Otto J. Makela wrote:
For some reason vamps doesn't properly work for me, uses up lots of cpu
cycles (and if running with -v -v produces output) but it just seems to
stop producing output at some point and never actually completes...

My guess is that it sees something in the input stream which causes a problem,
as it always stops at the same byte count on a given file.

% uname -a
Linux tigger.otto.net 2.6.27.12-170.2.5.fc10.x86_64 #1 SMP Wed Jan 21 01:33:24
EST 2009 x86_64 x86_64 x86_64 GNU/Linux

% tcprobe -i Time-2-dvd.mpg
[tcprobe] MPEG program stream (PS)
[tcprobe] summary for Time-2-dvd.mpg, (*) = not default, 0 = not detected
import frame size: -g 720x576 [720x576]
     aspect ratio: 16:9 (*)
       frame rate: -f 25.000 [25.000] frc=3
                   PTS=0.1200, frame_time=40 ms, bitrate=7784 kbps
      audio track: -a 0 [0] -e 48000,16,2 [48000,16,2] -n 0x50 [0x2000] (*)
                   PTS=0.1200, bitrate=224 kbps
                   -D 0 --av_fine_ms 0 (frames & ms) [0] [0]

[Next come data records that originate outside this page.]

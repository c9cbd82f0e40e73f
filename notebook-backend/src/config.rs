use std::env;

/// Environment variable names - single source of truth
pub mod env_vars {
    pub const DATABASE_URL: &str = "NOTEBOOK_DATABASE_URL";
    /// Base URL of the note indexer service (embeddings + chat log)
    pub const INDEXER_URL: &str = "NOTE_INDEXER_URL";
    /// Name recorded in `created_by` / `completed_by` for agent mutations
    pub const ACTOR: &str = "NOTEBOOK_ACTOR";
    /// Page and section that receive notes parsed by the offline fallback parser
    pub const INBOX_PAGE: &str = "NOTEBOOK_INBOX_PAGE";
    pub const INBOX_SECTION: &str = "NOTEBOOK_INBOX_SECTION";
    /// Seconds between offline queue replays
    pub const SYNC_INTERVAL_SECS: &str = "NOTEBOOK_SYNC_INTERVAL_SECS";
}

/// Default values
pub mod defaults {
    pub const DATABASE_URL: &str = "./.db/notebook.db";
    pub const INDEXER_URL: &str = "http://127.0.0.1:9110";
    pub const ACTOR: &str = "agent";
    pub const INBOX_PAGE: &str = "Inbox";
    pub const INBOX_SECTION: &str = "Notes";
    pub const SYNC_INTERVAL_SECS: u64 = 60;
}

#[derive(Clone, Debug)]
pub struct Config {
    pub database_url: String,
    pub indexer_url: String,
    pub actor: String,
    pub inbox_page: String,
    pub inbox_section: String,
    pub sync_interval_secs: u64,
}

impl Config {
    pub fn from_env() -> Self {
        Self {
            database_url: env::var(env_vars::DATABASE_URL)
                .unwrap_or_else(|_| defaults::DATABASE_URL.to_string()),
            indexer_url: env::var(env_vars::INDEXER_URL)
                .map(|url| url.trim_end_matches('/').to_string())
                .unwrap_or_else(|_| defaults::INDEXER_URL.to_string()),
            actor: non_empty_var(env_vars::ACTOR).unwrap_or_else(|| defaults::ACTOR.to_string()),
            inbox_page: non_empty_var(env_vars::INBOX_PAGE)
                .unwrap_or_else(|| defaults::INBOX_PAGE.to_string()),
            inbox_section: non_empty_var(env_vars::INBOX_SECTION)
                .unwrap_or_else(|| defaults::INBOX_SECTION.to_string()),
            sync_interval_secs: non_empty_var(env_vars::SYNC_INTERVAL_SECS)
                .and_then(|v| v.parse::<u64>().ok())
                .filter(|secs| *secs > 0)
                .unwrap_or(defaults::SYNC_INTERVAL_SECS),
        }
    }
}

fn non_empty_var(name: &str) -> Option<String> {
    env::var(name)
        .ok()
        .map(|v| v.trim().to_string())
        .filter(|v| !v.is_empty())
}
pub mod sqlite;
pub mod store;
pub mod tables;
pub mod workspace_cache;

pub use sqlite::Database;
pub use store::{NoteWhere, SectionWhere, WorkspaceStore};
pub use workspace_cache::{WorkspaceCache, WorkspaceSnapshot};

% date; time vamps -v -v -e 1.22 -a 1 -p -i xx < Time-2-dvd.mpg >
Time-2-shrink-dvd.mpg
Fri Feb 13 14:41:50 EET 2009
Info: Actual video ES vaporization factor: 1.221
Info: Actual video ES vaporization factor: 1.221
Info: Actual video ES vaporization factor: 1.219
...
Info: Actual video ES vaporization factor: 1.233
Info: Actual video ES vaporization factor: 1.203
Info: Actual video ES vaporization factor: 1.217
^C
vamps -v -v -e 1.22 -a 1 -p -i xx < Time-2-dvd.mpg > Time-2-shrink-dvd.mpg
236.15s user 3.69s system 92% cpu 4:18.14 total

% date
Fri Feb 13 14:46:10 EET 2009

% ls -lh Time-2-*
-rw-rw-r-- 1 otto otto 1.5G 2007-07-27 14:43 Time-2-dvd.mpg
-rw-rw-r-- 1 otto otto  20M 2009-02-13 14:42 Time-2-shrink-dvd.mpg

It still seems to work well for me in the circumstances I have described, but there is lots of code in eg read-cell that seems to be aimed at reading strange dvd-specific packets.

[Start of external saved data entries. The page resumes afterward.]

//! Plan groups: a reviewed batch of actions and its one-way lifecycle.
//!
//! reviewing -> executing -> complete. Approval is the confirmation step for
//! destructive actions; nothing moves a group backwards.

use serde::Serialize;
use strum::Display;

use crate::error::{PlanError, PlanResult};
use super::action::{ActionKind, PlanAction};

#[derive(Debug, Clone, Copy, PartialEq, Eq, Serialize, Display)]
#[serde(rename_all = "snake_case")]
#[strum(serialize_all = "snake_case")]
pub enum PlanGroupStatus {
    Reviewing,
    Executing,
    Complete,
}

/// Outcome of one plan action
#[derive(Debug, Clone, PartialEq, Serialize)]
pub struct ActionResult {
    pub action: ActionKind,
    pub display_name: String,
    pub success: bool,
    #[serde(skip_serializing_if = "Option::is_none")]
    pub id: Option<i64>,
    #[serde(skip_serializing_if = "Option::is_none")]
    pub error: Option<String>,
    #[serde(skip_serializing_if = "Option::is_none")]
    pub count: Option<usize>,
}

impl ActionResult {
    pub fn success(action: &PlanAction, id: Option<i64>, count: Option<usize>) -> Self {
        Self {
            action: action.kind(),
            display_name: action.display_name(),
            success: true,
            id,
            error: None,
            count,
        }
    }

    pub fn failure(action: &PlanAction, error: impl Into<String>) -> Self {
        Self {
            action: action.kind(),
            display_name: action.display_name(),
            success: false,
            id: None,
            error: Some(error.into()),
            count: None,
        }
    }
}

#[derive(Debug, Clone, Copy, Default, PartialEq, Eq, Serialize)]
pub struct PlanSummary {
    pub total: usize,
    pub succeeded: usize,
    pub failed: usize,
}

impl PlanSummary {
    pub fn from_results(results: &[ActionResult]) -> Self {
        let succeeded = results.iter().filter(|r| r.success).count();
        Self {
            total: results.len(),
            succeeded,
            failed: results.len() - succeeded,
        }
    }
}

#[derive(Debug, Clone, Serialize)]
pub struct PlanGroup {
    pub id: String,
    pub actions: Vec<PlanAction>,
    status: PlanGroupStatus,
    results: Vec<ActionResult>,
    summary: Option<PlanSummary>,
}

impl PlanGroup {
    pub fn new(actions: Vec<PlanAction>) -> Self {
        Self {
            id: uuid::Uuid::new_v4().to_string(),
            actions,
            status: PlanGroupStatus::Reviewing,
            results: Vec::new(),
            summary: None,
        }
    }

    pub fn status(&self) -> PlanGroupStatus {
        self.status
    }

    pub fn results(&self) -> &[ActionResult] {
        &self.results
    }

    pub fn summary(&self) -> Option<PlanSummary> {
        self.summary
    }

    pub fn has_destructive_actions(&self) -> bool {
        self.actions.iter().any(|a| a.kind().is_destructive())
    }

    /// Human approval: reviewing -> executing
    pub fn approve(&mut self) -> PlanResult<()> {
        self.transition(PlanGroupStatus::Reviewing, PlanGroupStatus::Executing)
    }

    /// executing -> complete, aggregating the per-action results
    pub fn complete(&mut self, results: Vec<ActionResult>) -> PlanResult<PlanSummary> {
        self.transition(PlanGroupStatus::Executing, PlanGroupStatus::Complete)?;
        let summary = PlanSummary::from_results(&results);
        self.results = results;
        self.summary = Some(summary);
        Ok(summary)
    }

    fn transition(&mut self, from: PlanGroupStatus, to: PlanGroupStatus) -> PlanResult<()> {
        if self.status != from {
            return Err(PlanError::Validation(format!(
                "plan group {} is {}, expected {}",
                self.id, self.status, from
            )));
        }
        self.status = to;
        Ok(())
    }
}

#[cfg(test)]
mod tests {
    use super::*;

    fn page(name: &str) -> PlanAction {
        PlanAction::CreatePage { name: name.into(), starred: false }
    }

    #[test]
    fn test_lifecycle_is_one_way() {
        let mut group = PlanGroup::new(vec![page("A"), page("B")]);
        assert_eq!(group.status(), PlanGroupStatus::Reviewing);

        // Cannot complete before approval
        assert!(group.complete(vec![]).is_err());

        group.approve().unwrap();
        assert!(group.approve().is_err());

        let results = vec![
            ActionResult::success(&group.actions[0], Some(1), None),
            ActionResult::failure(&group.actions[1], "boom"),
        ];
        let summary = group.complete(results).unwrap();
        assert_eq!(summary, PlanSummary { total: 2, succeeded: 1, failed: 1 });
        assert_eq!(group.status(), PlanGroupStatus::Complete);
        assert!(group.approve().is_err());
        assert!(group.complete(vec![]).is_err());
    }

    #[test]
    fn test_destructive_detection() {
        let group = PlanGroup::new(vec![
            page("A"),
            PlanAction::DeletePage { page_id: Some(1), page_name: None },
        ]);
        assert!(group.has_destructive_actions());
        assert!(!PlanGroup::new(vec![page("A")]).has_destructive_actions());
    }
}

It does seem, however, that the output file plays for a few seconds less than the input file. I suspect that the final 4Mb output buffer is not being written.

This thread *is* still relevant to this list because vamps does (sometimes!!) a job similar to the suspect, and deprecated, tcrequant.

I'm sure content providers must use something like this to tailor their transmissions to fit their channel bandwidth: or is it all done in hardware?